The answer must be a single number: the count of lines in the records below that contain the word "absent".

-- Opening Marker --

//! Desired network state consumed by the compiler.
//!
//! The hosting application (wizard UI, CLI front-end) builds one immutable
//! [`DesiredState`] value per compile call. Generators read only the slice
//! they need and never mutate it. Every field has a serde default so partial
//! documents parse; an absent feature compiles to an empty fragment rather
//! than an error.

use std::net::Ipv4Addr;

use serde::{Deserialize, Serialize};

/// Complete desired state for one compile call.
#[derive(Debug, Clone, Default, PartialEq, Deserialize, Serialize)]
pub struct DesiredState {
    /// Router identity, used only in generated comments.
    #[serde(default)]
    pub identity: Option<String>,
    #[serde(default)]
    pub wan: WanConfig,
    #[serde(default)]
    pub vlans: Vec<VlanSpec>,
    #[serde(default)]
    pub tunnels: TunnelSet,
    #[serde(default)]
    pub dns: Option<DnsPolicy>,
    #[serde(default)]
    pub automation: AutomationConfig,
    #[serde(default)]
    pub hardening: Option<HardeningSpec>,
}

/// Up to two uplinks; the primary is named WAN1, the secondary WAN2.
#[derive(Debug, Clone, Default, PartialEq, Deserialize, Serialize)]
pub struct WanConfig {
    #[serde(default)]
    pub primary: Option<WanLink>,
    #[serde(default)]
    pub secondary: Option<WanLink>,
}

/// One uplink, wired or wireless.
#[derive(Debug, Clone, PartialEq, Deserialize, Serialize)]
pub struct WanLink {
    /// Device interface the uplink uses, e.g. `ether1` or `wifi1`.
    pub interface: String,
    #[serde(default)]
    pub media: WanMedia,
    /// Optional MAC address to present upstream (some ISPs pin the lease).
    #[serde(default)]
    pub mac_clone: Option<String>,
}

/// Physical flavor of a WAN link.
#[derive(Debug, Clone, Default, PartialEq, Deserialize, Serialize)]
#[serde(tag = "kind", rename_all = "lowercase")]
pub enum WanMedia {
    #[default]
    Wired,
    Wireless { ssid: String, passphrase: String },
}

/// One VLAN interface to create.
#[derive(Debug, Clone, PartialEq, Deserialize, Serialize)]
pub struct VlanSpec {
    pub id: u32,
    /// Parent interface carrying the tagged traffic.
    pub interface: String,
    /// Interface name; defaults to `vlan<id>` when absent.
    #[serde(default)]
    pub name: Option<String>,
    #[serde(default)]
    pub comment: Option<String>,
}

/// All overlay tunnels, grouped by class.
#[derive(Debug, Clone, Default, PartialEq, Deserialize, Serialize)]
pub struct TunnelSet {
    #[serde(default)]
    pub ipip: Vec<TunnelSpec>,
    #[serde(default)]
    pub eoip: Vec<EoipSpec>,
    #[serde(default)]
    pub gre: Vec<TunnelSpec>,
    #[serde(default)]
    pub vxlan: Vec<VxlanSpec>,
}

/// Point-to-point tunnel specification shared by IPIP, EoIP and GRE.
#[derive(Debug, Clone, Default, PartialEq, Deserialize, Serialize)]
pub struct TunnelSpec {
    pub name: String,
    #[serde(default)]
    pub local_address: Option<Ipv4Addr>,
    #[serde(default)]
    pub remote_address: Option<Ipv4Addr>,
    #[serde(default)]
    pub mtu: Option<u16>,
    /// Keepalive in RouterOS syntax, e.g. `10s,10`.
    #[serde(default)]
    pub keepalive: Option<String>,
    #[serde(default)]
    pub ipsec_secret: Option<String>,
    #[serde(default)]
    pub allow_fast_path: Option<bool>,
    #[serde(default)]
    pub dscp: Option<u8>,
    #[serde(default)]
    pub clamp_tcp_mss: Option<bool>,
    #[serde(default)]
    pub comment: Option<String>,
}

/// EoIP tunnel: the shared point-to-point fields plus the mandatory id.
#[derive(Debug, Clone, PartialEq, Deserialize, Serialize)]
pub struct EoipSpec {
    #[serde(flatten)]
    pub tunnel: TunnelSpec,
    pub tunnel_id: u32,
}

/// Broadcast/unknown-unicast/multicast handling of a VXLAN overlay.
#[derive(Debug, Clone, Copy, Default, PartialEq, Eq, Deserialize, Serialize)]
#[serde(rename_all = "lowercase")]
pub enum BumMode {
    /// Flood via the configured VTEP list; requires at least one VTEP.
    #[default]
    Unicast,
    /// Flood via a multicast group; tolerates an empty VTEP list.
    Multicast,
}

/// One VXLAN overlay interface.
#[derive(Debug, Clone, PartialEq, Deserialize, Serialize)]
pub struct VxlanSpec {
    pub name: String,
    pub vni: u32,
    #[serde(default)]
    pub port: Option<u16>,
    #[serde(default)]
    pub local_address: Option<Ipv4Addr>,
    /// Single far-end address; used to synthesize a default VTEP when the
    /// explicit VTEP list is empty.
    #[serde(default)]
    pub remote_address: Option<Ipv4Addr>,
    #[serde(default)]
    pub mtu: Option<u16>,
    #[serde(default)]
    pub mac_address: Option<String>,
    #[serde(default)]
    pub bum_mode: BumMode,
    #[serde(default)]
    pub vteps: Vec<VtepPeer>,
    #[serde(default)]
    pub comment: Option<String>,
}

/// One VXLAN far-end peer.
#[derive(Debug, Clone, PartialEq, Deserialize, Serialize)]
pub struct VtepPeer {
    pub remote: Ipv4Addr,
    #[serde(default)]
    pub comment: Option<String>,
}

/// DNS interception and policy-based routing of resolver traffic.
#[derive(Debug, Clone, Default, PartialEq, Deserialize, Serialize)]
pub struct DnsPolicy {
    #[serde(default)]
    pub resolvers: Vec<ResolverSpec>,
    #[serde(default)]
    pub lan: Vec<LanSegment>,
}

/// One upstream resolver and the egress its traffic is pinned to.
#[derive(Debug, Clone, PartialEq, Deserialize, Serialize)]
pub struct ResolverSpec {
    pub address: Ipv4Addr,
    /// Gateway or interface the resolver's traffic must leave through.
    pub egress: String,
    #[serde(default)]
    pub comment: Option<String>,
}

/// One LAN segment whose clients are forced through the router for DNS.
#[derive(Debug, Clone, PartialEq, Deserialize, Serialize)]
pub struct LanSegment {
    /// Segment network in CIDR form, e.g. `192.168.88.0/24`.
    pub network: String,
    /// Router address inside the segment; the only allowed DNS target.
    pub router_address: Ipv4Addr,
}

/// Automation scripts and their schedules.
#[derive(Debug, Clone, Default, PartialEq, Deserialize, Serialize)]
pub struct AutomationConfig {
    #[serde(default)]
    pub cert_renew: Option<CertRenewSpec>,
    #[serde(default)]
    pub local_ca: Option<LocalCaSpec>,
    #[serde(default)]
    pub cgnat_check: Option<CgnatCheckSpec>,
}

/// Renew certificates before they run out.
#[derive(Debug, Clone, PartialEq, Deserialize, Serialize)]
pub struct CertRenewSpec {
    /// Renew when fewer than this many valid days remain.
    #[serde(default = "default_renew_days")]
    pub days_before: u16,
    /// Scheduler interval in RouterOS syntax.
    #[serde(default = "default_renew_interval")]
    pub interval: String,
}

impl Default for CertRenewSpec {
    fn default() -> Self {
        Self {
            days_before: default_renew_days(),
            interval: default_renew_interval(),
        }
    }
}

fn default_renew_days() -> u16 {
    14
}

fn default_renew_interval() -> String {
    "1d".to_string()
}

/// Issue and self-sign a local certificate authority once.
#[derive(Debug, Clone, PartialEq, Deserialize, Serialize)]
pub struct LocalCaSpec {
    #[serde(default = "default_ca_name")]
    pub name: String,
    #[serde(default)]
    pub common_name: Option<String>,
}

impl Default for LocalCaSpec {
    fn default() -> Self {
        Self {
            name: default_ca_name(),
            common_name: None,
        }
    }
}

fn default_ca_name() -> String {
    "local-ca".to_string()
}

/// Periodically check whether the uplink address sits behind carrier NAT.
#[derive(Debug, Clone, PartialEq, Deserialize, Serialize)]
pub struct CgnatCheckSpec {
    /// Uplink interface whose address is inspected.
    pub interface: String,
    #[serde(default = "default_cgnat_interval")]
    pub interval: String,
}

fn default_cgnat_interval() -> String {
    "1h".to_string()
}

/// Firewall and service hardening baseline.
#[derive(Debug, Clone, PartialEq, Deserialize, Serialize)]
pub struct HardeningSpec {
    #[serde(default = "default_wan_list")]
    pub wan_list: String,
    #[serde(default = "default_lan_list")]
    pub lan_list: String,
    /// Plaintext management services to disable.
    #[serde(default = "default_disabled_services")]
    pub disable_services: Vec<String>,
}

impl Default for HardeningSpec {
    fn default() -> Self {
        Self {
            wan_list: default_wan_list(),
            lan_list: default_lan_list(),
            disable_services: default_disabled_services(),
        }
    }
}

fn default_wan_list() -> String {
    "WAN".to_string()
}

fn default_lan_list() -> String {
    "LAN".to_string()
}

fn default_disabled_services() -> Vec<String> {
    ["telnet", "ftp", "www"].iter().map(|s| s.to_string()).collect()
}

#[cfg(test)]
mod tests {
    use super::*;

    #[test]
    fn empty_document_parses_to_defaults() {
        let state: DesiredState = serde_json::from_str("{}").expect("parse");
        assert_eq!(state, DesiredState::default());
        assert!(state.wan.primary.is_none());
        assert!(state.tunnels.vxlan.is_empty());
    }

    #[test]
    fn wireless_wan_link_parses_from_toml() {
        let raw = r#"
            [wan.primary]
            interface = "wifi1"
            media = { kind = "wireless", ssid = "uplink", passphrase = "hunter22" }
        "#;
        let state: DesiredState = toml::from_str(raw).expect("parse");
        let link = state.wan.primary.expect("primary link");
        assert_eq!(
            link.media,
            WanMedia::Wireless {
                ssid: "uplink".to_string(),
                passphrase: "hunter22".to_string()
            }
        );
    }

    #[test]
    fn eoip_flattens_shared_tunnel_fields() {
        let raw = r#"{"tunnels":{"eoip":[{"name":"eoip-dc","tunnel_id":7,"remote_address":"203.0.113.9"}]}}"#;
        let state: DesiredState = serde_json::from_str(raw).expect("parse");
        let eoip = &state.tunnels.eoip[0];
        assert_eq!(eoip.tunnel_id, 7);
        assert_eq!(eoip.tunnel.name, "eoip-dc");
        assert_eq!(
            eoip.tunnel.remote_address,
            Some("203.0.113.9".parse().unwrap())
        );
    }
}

-- Closing Marker --
-- Opening Marker --

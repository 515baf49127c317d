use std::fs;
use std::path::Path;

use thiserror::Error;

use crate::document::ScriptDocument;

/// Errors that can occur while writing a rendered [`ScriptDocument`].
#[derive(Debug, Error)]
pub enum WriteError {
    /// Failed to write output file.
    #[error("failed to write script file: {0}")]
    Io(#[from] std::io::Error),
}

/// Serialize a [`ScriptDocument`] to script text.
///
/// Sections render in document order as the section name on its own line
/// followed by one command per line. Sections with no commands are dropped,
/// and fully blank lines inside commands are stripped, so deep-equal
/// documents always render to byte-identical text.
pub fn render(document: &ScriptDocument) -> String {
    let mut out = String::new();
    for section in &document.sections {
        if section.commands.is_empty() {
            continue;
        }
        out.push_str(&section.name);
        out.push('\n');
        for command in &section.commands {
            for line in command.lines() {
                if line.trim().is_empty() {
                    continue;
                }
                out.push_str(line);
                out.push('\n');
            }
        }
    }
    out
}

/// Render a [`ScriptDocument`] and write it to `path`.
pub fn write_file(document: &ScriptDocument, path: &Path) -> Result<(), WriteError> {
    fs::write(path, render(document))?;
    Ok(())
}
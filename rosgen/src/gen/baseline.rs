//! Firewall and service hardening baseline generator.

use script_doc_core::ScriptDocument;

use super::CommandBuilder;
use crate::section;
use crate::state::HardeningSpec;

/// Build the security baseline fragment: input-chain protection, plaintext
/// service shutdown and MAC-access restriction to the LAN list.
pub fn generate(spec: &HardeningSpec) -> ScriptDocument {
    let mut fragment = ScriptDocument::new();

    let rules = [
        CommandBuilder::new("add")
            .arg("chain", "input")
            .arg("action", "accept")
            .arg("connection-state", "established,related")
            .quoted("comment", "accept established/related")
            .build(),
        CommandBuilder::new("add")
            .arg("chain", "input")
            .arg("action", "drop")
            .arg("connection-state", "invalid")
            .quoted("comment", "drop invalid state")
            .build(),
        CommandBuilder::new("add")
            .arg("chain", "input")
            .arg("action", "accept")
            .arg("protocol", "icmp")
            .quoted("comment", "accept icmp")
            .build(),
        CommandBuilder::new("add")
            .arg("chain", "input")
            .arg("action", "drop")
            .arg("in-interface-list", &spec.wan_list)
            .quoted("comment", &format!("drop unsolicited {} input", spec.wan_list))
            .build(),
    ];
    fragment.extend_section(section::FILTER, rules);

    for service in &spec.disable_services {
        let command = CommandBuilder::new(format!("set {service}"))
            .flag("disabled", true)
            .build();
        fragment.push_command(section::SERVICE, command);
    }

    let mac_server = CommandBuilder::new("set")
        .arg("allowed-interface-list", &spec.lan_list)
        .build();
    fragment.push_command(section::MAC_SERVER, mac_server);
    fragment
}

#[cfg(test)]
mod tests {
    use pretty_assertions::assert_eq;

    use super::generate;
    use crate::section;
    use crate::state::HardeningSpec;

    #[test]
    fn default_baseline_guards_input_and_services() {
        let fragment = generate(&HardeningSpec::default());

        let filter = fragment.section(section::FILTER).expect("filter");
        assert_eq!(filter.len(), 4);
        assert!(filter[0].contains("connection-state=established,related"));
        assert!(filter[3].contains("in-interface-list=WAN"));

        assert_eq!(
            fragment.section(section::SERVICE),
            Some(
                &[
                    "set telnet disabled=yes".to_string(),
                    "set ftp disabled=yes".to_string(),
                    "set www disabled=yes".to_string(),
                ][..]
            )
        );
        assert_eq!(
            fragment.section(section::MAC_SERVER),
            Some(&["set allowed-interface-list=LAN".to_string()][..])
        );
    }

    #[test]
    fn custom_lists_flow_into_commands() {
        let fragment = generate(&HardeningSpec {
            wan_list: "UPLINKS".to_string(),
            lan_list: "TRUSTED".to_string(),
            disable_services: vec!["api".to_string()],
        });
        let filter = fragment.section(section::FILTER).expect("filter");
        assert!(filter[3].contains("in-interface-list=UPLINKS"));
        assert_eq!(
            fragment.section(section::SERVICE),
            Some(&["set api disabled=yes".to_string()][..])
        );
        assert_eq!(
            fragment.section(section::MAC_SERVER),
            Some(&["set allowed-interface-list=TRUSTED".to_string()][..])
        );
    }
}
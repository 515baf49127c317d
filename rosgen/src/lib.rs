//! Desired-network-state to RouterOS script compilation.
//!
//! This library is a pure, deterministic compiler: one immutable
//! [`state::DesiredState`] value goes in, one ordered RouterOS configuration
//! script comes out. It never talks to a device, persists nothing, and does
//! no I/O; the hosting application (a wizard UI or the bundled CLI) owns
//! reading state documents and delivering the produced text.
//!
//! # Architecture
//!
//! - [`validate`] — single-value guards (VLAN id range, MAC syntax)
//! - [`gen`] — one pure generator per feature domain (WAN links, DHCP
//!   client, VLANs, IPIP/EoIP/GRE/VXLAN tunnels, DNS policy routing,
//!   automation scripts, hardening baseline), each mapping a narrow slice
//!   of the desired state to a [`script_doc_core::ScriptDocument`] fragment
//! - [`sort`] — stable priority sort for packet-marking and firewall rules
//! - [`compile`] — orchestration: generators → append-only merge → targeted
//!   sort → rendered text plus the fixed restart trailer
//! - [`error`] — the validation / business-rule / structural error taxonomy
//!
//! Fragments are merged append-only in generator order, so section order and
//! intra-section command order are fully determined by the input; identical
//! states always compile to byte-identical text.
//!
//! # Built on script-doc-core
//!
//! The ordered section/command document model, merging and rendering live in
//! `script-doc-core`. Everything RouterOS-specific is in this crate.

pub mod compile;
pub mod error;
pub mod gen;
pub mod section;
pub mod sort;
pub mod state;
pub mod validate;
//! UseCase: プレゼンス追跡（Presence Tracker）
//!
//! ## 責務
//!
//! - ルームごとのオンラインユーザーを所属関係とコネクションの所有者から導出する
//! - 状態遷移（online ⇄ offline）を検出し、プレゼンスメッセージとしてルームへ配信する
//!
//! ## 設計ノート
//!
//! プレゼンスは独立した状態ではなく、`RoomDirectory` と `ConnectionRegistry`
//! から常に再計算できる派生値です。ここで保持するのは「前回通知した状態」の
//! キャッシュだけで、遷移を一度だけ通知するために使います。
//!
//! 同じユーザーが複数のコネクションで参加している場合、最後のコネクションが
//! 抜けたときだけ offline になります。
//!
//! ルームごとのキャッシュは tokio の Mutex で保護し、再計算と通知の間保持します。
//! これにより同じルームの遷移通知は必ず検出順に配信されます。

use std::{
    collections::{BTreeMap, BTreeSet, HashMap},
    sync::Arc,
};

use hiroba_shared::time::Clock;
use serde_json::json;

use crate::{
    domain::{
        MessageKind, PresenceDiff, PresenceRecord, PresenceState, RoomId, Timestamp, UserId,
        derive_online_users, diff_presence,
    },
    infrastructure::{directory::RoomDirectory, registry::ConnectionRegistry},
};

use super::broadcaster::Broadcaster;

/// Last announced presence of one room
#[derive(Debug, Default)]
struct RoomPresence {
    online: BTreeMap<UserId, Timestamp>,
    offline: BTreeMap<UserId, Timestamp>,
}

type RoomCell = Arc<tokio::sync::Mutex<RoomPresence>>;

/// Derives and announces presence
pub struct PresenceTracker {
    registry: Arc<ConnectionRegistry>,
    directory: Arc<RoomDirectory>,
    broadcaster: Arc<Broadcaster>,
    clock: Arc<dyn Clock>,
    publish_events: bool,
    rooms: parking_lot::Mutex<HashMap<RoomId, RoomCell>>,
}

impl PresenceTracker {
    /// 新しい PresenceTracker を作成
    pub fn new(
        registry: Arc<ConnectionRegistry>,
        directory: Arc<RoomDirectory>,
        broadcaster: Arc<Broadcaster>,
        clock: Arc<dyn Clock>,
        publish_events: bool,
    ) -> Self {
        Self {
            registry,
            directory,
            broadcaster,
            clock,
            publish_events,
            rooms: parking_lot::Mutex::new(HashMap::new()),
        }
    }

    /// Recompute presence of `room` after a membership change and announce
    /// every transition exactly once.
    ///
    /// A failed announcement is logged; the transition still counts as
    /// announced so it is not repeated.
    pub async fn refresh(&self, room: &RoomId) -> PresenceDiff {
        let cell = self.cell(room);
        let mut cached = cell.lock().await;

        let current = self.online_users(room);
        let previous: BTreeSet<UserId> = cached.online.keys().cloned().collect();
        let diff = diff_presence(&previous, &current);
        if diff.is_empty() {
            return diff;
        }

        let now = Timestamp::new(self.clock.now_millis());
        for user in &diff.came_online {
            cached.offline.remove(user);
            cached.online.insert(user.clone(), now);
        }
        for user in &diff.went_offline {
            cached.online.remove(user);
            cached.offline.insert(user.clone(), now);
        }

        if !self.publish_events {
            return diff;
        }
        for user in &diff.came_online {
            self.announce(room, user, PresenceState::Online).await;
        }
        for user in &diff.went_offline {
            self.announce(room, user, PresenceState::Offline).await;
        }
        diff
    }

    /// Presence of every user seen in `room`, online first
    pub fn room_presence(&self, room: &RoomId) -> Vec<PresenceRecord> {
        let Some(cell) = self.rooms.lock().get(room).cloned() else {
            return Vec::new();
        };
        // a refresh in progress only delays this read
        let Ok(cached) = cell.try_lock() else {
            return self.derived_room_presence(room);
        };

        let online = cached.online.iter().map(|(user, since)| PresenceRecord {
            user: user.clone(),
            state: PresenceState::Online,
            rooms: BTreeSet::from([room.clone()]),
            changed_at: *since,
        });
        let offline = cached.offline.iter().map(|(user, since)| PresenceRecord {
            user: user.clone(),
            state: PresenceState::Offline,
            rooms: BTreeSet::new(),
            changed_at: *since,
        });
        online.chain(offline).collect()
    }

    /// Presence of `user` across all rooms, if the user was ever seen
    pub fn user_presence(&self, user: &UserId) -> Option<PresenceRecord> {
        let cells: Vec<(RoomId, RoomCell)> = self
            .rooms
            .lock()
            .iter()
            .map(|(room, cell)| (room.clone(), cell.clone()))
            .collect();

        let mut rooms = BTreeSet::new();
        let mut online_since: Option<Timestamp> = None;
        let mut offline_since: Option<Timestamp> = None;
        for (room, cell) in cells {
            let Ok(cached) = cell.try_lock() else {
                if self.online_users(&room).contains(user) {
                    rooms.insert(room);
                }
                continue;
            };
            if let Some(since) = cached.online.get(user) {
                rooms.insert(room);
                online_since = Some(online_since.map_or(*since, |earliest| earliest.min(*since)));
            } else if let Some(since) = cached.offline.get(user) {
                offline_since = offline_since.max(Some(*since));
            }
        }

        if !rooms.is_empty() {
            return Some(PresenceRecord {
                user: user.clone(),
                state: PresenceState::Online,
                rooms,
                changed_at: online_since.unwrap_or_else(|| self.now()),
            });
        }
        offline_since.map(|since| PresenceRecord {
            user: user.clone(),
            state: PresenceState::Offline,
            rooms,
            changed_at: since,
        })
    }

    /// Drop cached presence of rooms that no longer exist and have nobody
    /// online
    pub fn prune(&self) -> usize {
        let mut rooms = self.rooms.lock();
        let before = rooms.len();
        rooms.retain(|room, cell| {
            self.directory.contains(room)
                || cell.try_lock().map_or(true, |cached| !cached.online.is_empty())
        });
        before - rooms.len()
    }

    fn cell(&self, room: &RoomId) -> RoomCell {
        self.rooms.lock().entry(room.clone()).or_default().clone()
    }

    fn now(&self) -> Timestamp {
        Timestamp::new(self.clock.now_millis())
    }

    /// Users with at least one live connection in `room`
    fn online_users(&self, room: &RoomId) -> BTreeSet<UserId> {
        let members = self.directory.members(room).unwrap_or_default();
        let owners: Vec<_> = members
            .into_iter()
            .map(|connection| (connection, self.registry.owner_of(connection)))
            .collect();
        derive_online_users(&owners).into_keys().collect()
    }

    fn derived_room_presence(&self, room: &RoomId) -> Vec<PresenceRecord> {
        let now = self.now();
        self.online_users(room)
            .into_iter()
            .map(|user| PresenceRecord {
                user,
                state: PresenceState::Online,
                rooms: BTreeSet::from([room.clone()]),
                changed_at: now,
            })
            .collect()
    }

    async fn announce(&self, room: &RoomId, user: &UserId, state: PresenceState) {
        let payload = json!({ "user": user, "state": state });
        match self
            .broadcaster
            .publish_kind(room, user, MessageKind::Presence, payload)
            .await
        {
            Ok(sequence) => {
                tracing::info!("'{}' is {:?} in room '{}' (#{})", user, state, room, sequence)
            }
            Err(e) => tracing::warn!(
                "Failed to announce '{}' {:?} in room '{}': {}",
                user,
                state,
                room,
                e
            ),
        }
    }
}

-- Closing Marker --

Result for this exercise: 2